Work task: Please copy each line of the listing that includes the string "from".

Material to process:
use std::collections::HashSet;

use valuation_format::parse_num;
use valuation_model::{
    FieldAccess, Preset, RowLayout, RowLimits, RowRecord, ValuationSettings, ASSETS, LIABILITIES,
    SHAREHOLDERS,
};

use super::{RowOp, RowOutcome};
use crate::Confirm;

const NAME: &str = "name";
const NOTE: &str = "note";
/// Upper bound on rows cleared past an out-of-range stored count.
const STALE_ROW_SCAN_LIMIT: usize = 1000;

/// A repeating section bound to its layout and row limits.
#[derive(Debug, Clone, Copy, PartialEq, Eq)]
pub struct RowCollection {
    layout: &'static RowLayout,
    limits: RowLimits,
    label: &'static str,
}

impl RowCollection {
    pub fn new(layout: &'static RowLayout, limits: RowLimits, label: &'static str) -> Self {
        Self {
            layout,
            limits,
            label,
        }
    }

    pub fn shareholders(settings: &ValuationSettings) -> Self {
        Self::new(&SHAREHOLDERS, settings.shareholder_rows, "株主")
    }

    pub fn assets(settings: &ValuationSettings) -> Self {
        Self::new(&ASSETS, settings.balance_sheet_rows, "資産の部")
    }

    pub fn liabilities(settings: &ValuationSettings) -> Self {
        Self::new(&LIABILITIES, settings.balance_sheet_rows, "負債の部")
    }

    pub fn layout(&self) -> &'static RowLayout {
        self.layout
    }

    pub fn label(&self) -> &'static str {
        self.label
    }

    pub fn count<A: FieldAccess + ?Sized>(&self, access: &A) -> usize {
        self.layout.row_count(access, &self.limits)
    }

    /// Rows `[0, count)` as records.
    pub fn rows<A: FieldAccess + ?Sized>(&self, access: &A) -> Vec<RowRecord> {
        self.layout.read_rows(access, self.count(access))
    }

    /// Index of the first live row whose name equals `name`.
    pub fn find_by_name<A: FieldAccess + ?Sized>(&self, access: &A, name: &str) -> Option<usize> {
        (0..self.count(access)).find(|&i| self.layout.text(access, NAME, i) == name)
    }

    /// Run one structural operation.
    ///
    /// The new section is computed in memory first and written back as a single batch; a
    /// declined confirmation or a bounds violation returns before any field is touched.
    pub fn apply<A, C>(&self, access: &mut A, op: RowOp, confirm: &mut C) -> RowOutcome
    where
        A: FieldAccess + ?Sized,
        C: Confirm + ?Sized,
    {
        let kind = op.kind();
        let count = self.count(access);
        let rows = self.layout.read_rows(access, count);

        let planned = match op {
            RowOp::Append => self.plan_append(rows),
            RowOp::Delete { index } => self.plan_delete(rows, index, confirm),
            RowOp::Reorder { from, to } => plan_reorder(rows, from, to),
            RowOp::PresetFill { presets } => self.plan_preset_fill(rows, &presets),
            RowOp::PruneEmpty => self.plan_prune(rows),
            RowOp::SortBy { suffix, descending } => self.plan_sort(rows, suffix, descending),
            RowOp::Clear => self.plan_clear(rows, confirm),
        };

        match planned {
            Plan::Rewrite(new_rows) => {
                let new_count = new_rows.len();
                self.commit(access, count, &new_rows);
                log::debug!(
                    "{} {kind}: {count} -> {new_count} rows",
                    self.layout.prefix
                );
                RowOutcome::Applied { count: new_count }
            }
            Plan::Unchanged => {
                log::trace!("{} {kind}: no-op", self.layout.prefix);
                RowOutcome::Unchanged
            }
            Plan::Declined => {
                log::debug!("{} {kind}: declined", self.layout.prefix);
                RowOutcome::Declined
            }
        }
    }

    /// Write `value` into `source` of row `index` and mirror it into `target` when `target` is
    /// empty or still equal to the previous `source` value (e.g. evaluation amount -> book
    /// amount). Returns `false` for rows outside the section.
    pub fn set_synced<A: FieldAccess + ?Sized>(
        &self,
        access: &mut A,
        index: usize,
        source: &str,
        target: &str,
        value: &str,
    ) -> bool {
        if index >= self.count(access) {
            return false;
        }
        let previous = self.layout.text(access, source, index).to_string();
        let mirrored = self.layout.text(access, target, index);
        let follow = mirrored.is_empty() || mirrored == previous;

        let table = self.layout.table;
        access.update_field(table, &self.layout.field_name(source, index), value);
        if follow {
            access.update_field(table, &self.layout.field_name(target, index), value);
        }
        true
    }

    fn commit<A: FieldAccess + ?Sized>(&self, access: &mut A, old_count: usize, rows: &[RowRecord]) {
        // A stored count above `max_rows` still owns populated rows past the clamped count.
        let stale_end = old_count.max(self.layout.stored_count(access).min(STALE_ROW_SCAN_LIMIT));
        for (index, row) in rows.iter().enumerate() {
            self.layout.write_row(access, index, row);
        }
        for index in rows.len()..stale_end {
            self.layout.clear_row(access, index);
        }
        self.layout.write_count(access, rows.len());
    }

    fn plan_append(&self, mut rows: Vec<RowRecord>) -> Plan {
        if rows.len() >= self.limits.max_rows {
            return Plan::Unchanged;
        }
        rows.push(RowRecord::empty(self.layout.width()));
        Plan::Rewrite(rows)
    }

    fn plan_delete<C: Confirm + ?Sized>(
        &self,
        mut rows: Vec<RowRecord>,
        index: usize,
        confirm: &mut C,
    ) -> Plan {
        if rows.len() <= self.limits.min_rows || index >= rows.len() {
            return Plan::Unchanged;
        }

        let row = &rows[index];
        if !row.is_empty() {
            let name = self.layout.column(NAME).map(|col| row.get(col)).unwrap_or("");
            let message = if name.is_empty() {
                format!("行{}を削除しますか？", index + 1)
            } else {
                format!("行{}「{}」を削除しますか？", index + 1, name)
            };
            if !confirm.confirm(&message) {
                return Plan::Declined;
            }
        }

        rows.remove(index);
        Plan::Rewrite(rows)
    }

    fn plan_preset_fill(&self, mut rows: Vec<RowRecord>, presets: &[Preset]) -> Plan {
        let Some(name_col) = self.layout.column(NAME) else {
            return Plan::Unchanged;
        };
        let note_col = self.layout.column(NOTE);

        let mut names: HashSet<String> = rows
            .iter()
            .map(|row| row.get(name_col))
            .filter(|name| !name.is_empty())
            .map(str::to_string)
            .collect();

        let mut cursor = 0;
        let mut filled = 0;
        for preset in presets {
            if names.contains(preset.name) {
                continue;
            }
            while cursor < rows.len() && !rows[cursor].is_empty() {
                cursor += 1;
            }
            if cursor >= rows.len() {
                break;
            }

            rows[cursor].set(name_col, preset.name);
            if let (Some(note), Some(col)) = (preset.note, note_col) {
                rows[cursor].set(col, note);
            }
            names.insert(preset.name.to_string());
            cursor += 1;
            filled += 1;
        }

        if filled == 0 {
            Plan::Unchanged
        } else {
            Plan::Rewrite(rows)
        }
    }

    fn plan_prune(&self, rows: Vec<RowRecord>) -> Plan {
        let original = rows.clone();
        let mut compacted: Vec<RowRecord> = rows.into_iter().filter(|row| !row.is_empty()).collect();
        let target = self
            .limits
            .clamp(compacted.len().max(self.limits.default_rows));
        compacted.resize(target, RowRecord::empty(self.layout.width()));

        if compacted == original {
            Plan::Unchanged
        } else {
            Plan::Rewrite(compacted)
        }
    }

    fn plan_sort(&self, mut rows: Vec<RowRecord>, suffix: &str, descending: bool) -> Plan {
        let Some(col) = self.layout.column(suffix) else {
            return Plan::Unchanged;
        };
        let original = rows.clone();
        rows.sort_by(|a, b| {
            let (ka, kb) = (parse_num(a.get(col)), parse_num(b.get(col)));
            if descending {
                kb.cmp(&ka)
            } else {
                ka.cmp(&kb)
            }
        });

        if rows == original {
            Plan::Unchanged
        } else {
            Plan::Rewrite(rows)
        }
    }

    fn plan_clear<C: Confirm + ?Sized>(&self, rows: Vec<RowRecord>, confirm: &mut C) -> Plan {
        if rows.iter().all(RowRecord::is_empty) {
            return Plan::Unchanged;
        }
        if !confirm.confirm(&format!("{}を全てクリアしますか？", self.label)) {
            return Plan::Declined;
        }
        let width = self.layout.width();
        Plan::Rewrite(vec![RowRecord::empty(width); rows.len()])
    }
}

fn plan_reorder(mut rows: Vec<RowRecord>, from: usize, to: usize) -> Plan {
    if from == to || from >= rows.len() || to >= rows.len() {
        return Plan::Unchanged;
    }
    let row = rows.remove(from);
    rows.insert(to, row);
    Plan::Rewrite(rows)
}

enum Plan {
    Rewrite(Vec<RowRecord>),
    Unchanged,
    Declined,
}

Task result:
            RowOp::Reorder { from, to } => plan_reorder(rows, from, to),
fn plan_reorder(mut rows: Vec<RowRecord>, from: usize, to: usize) -> Plan {
    if from == to || from >= rows.len() || to >= rows.len() {
    let row = rows.remove(from);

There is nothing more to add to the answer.